[Stored data entries]
◇ ◇ ◇ ◇ ◇
//! Deferred tasks: one-shot delayed prompts with retries.
//!
//! A 30-second poller selects due tasks by `(priority, scheduled_for)` with
//! at most two executing at once. Execution retries back off exponentially
//! with a cap; tasks that sat undelivered far past their slot expire instead
//! of running stale.

use std::fs;
use std::path::PathBuf;
use std::sync::Arc;

use anyhow::Result;
use chrono::{DateTime, Duration, Utc};
use serde::{Deserialize, Serialize};
use tokio::sync::{Mutex, watch};
use tracing::{info, warn};
use uuid::Uuid;

use super::PromptSink;

/// Poller cadence.
const POLL_INTERVAL_SECS: u64 = 30;
/// Server-wide executing cap.
const MAX_CONCURRENT: usize = 2;
/// Retry backoff: base * 2^(attempt-1), capped.
const RETRY_BASE: Duration = Duration::seconds(60);
const RETRY_CAP: Duration = Duration::seconds(3600);
/// A task more than this far past its slot when picked up has gone stale.
const EXPIRE_AFTER: Duration = Duration::hours(6);

#[derive(Debug, Clone, Copy, PartialEq, Eq, Serialize, Deserialize)]
#[serde(rename_all = "snake_case")]
pub enum DeferredStatus {
    Scheduled,
    Executing,
    Completed,
    Failed,
    Expired,
}

#[derive(Debug, Clone, Serialize, Deserialize)]
pub struct DeferredTask {
    pub id: String,
    pub user_id: String,
    pub session_id: String,
    pub original_prompt: String,
    /// Who asked for the deferral ("user", "dot", a persona id).
    pub deferred_by: String,
    pub defer_reason: String,
    pub scheduled_for: DateTime<Utc>,
    #[serde(default)]
    pub attempt_count: u32,
    pub max_attempts: u32,
    #[serde(default)]
    pub priority: i32,
    pub status: DeferredStatus,
    pub created_at: DateTime<Utc>,
}

/// JSON-file-backed deferred queue with the due-selection logic.
pub struct DeferredQueue {
    path: PathBuf,
    tasks: Mutex<Vec<DeferredTask>>,
}

impl DeferredQueue {
    pub fn open(path: impl Into<PathBuf>) -> Self {
        let path = path.into();
        let tasks = match fs::read_to_string(&path) {
            Ok(raw) => serde_json::from_str(&raw).unwrap_or_else(|err| {
                warn!(%err, "corrupt deferred task file — starting empty");
                Vec::new()
            }),
            Err(_) => Vec::new(),
        };
        Self {
            path,
            tasks: Mutex::new(tasks),
        }
    }

    pub async fn schedule(
        &self,
        user_id: &str,
        session_id: &str,
        prompt: &str,
        deferred_by: &str,
        reason: &str,
        scheduled_for: DateTime<Utc>,
        priority: i32,
        now: DateTime<Utc>,
    ) -> Result<DeferredTask> {
        let task = DeferredTask {
            id: format!("dt-{}", Uuid::new_v4()),
            user_id: user_id.to_string(),
            session_id: session_id.to_string(),
            original_prompt: prompt.to_string(),
            deferred_by: deferred_by.to_string(),
            defer_reason: reason.to_string(),
            scheduled_for,
            attempt_count: 0,
            max_attempts: 3,
            priority,
            status: DeferredStatus::Scheduled,
            created_at: now,
        };
        let mut tasks = self.tasks.lock().await;
        tasks.push(task.clone());
        self.persist(&tasks)?;
        Ok(task)
    }

    /// One poll pass: expire stale tasks, then claim due ones up to the
    /// concurrency cap, marking them `executing`. Returns the claimed tasks.
    pub async fn claim_due(&self, now: DateTime<Utc>) -> Result<Vec<DeferredTask>> {
        let mut tasks = self.tasks.lock().await;

        for task in tasks.iter_mut() {
            if task.status == DeferredStatus::Scheduled
                && task.attempt_count == 0
                && now > task.scheduled_for + EXPIRE_AFTER
            {
                info!(task_id = %task.id, "deferred task expired unexecuted");
                task.status = DeferredStatus::Expired;
            }
        }

        let executing = tasks.iter().filter(|t| t.status == DeferredStatus::Executing).count();
        let slots = MAX_CONCURRENT.saturating_sub(executing);

        let mut due_ids: Vec<(i32, DateTime<Utc>, String)> = tasks
            .iter()
            .filter(|t| t.status == DeferredStatus::Scheduled && t.scheduled_for <= now)
            .map(|t| (t.priority, t.scheduled_for, t.id.clone()))
            .collect();
        // Higher priority first, then earlier slot.
        due_ids.sort_by(|a, b| b.0.cmp(&a.0).then(a.1.cmp(&b.1)));
        due_ids.truncate(slots);

        let mut claimed = Vec::new();
        for (_, _, id) in due_ids {
            if let Some(task) = tasks.iter_mut().find(|t| t.id == id) {
                task.status = DeferredStatus::Executing;
                task.attempt_count += 1;
                claimed.push(task.clone());
            }
        }
        if !claimed.is_empty() {
            self.persist(&tasks)?;
        }
        Ok(claimed)
    }

    /// Report an execution outcome. Failures reschedule with exponential
    /// backoff until `max_attempts`, then fail terminally.
    pub async fn report(&self, task_id: &str, success: bool, now: DateTime<Utc>) -> Result<()> {
        let mut tasks = self.tasks.lock().await;
        let Some(task) = tasks.iter_mut().find(|t| t.id == task_id) else {
            return Ok(());
        };

        if success {
            task.status = DeferredStatus::Completed;
        } else if task.attempt_count >= task.max_attempts {
            warn!(task_id = %task.id, attempts = task.attempt_count, "deferred task failed terminally");
            task.status = DeferredStatus::Failed;
        } else {
            let exponent = task.attempt_count.saturating_sub(1).min(10);
            let backoff = std::cmp::min(RETRY_BASE * 2_i32.pow(exponent), RETRY_CAP);
            task.status = DeferredStatus::Scheduled;
            task.scheduled_for = now + backoff;
        }
        self.persist(&tasks)?;
        Ok(())
    }

    pub async fn get(&self, task_id: &str) -> Option<DeferredTask> {
        self.tasks.lock().await.iter().find(|t| t.id == task_id).cloned()
    }

    fn persist(&self, tasks: &[DeferredTask]) -> Result<()> {
        if let Some(parent) = self.path.parent() {
            fs::create_dir_all(parent)?;
        }
        let tmp = self.path.with_extension("json.tmp");
        fs::write(&tmp, serde_json::to_string_pretty(tasks)?)?;
        if let Err(err) = fs::rename(&tmp, &self.path) {
            let _ = fs::remove_file(&tmp);
            return Err(err.into());
        }
        Ok(())
    }

    /// The 30-second poller: claim due tasks and push their prompts through
    /// the sink. The sink's eventual response is reported back by transport
    /// plumbing via [`DeferredQueue::report`].
    pub async fn run(
        self: Arc<Self>,
        sink: Arc<dyn PromptSink>,
        mut shutdown: watch::Receiver<bool>,
    ) {
        let interval = std::time::Duration::from_secs(POLL_INTERVAL_SECS);
        loop {
            tokio::select! {
                _ = tokio::time::sleep(interval) => {
                    let now = Utc::now();
                    match self.claim_due(now).await {
                        Ok(claimed) => {
                            for task in claimed {
                                let submit = sink
                                    .submit(&task.id, &task.original_prompt, "deferred_task", None)
                                    .await;
                                if let Err(err) = submit {
                                    warn!(task_id = %task.id, %err, "deferred submission failed");
                                    let _ = self.report(&task.id, false, now).await;
                                }
                            }
                        }
                        Err(err) => warn!(%err, "deferred poll failed"),
                    }
                }
                changed = shutdown.changed() => {
                    if changed.is_ok() && *shutdown.borrow() {
                        break;
                    }
                }
            }
        }
    }
}

#[cfg(test)]
mod tests {
    use super::*;

    fn now() -> DateTime<Utc> {
        "2025-01-10T12:00:00Z".parse().unwrap()
    }

    async fn queue_with(tasks: Vec<(&str, DateTime<Utc>, i32)>) -> (tempfile::TempDir, DeferredQueue) {
        let dir = tempfile::tempdir().unwrap();
        let queue = DeferredQueue::open(dir.path().join("deferred.json"));
        for (id_hint, when, priority) in tasks {
            let task = queue
                .schedule("u1", "s1", id_hint, "user", "test", when, priority, now())
                .await
                .unwrap();
            // Rename for test readability.
            let mut all = queue.tasks.lock().await;
            all.iter_mut().find(|t| t.id == task.id).unwrap().id = id_hint.to_string();
        }
        (dir, queue)
    }

    #[tokio::test]
    async fn claims_by_priority_then_time_with_cap_of_two() {
        let (_dir, queue) = queue_with(vec![
            ("low-early", now() - Duration::minutes(10), 0),
            ("high-late", now() - Duration::minutes(1), 5),
            ("low-late", now() - Duration::minutes(2), 0),
        ])
        .await;

        let claimed = queue.claim_due(now()).await.unwrap();
        let ids: Vec<&str> = claimed.iter().map(|t| t.id.as_str()).collect();
        assert_eq!(ids, vec!["high-late", "low-early"]);
        for task in &claimed {
            assert_eq!(task.status, DeferredStatus::Executing);
            assert_eq!(task.attempt_count, 1);
        }

        // Third task waits for a free slot.
        assert!(queue.claim_due(now()).await.unwrap().is_empty());
    }

    #[tokio::test]
    async fn future_tasks_are_not_claimed() {
        let (_dir, queue) = queue_with(vec![("later", now() + Duration::minutes(30), 0)]).await;
        assert!(queue.claim_due(now()).await.unwrap().is_empty());
    }

    #[tokio::test]
    async fn failure_reschedules_with_growing_backoff_then_fails() {
        let (_dir, queue) = queue_with(vec![("t", now() - Duration::minutes(1), 0)]).await;

        // Attempt 1 fails → rescheduled 60 s out.
        queue.claim_due(now()).await.unwrap();
        queue.report("t", false, now()).await.unwrap();
        let task = queue.get("t").await.unwrap();
        assert_eq!(task.status, DeferredStatus::Scheduled);
        assert_eq!(task.scheduled_for, now() + Duration::seconds(60));

        // Attempt 2 fails → 120 s backoff.
        let t2 = task.scheduled_for;
        queue.claim_due(t2).await.unwrap();
        queue.report("t", false, t2).await.unwrap();
        let task = queue.get("t").await.unwrap();
        assert_eq!(task.scheduled_for, t2 + Duration::seconds(120));

        // Attempt 3 fails → attempts exhausted (max 3).
        let t3 = task.scheduled_for;
        queue.claim_due(t3).await.unwrap();
        queue.report("t", false, t3).await.unwrap();
        assert_eq!(queue.get("t").await.unwrap().status, DeferredStatus::Failed);
    }

    #[tokio::test]
    async fn success_completes() {
        let (_dir, queue) = queue_with(vec![("t", now() - Duration::minutes(1), 0)]).await;
        queue.claim_due(now()).await.unwrap();
        queue.report("t", true, now()).await.unwrap();
        assert_eq!(queue.get("t").await.unwrap().status, DeferredStatus::Completed);
    }

    #[tokio::test]
    async fn stale_unexecuted_tasks_expire() {
        let (_dir, queue) = queue_with(vec![("old", now() - Duration::hours(7), 0)]).await;
        let claimed = queue.claim_due(now()).await.unwrap();
        assert!(claimed.is_empty());
        assert_eq!(queue.get("old").await.unwrap().status, DeferredStatus::Expired);
    }

    #[tokio::test]
    async fn persistence_survives_reopen() {
        let dir = tempfile::tempdir().unwrap();
        let path = dir.path().join("deferred.json");
        {
            let queue = DeferredQueue::open(&path);
            queue
                .schedule("u1", "s1", "remember the milk", "user", "test", now(), 0, now())
                .await
                .unwrap();
        }
        let queue = DeferredQueue::open(&path);
        let tasks = queue.tasks.lock().await;
        assert_eq!(tasks.len(), 1);
        assert_eq!(tasks[0].original_prompt, "remember the milk");
    }
}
◇ ◇ ◇ ◇ ◇
PROBLEM DETAILS —
When the word "DeferredQueue" occurs in a line above, list that line.

OUTPUT —
pub struct DeferredQueue {
impl DeferredQueue {
    /// plumbing via [`DeferredQueue::report`].
    async fn queue_with(tasks: Vec<(&str, DateTime<Utc>, i32)>) -> (tempfile::TempDir, DeferredQueue) {
        let queue = DeferredQueue::open(dir.path().join("deferred.json"));
            let queue = DeferredQueue::open(&path);
        let queue = DeferredQueue::open(&path);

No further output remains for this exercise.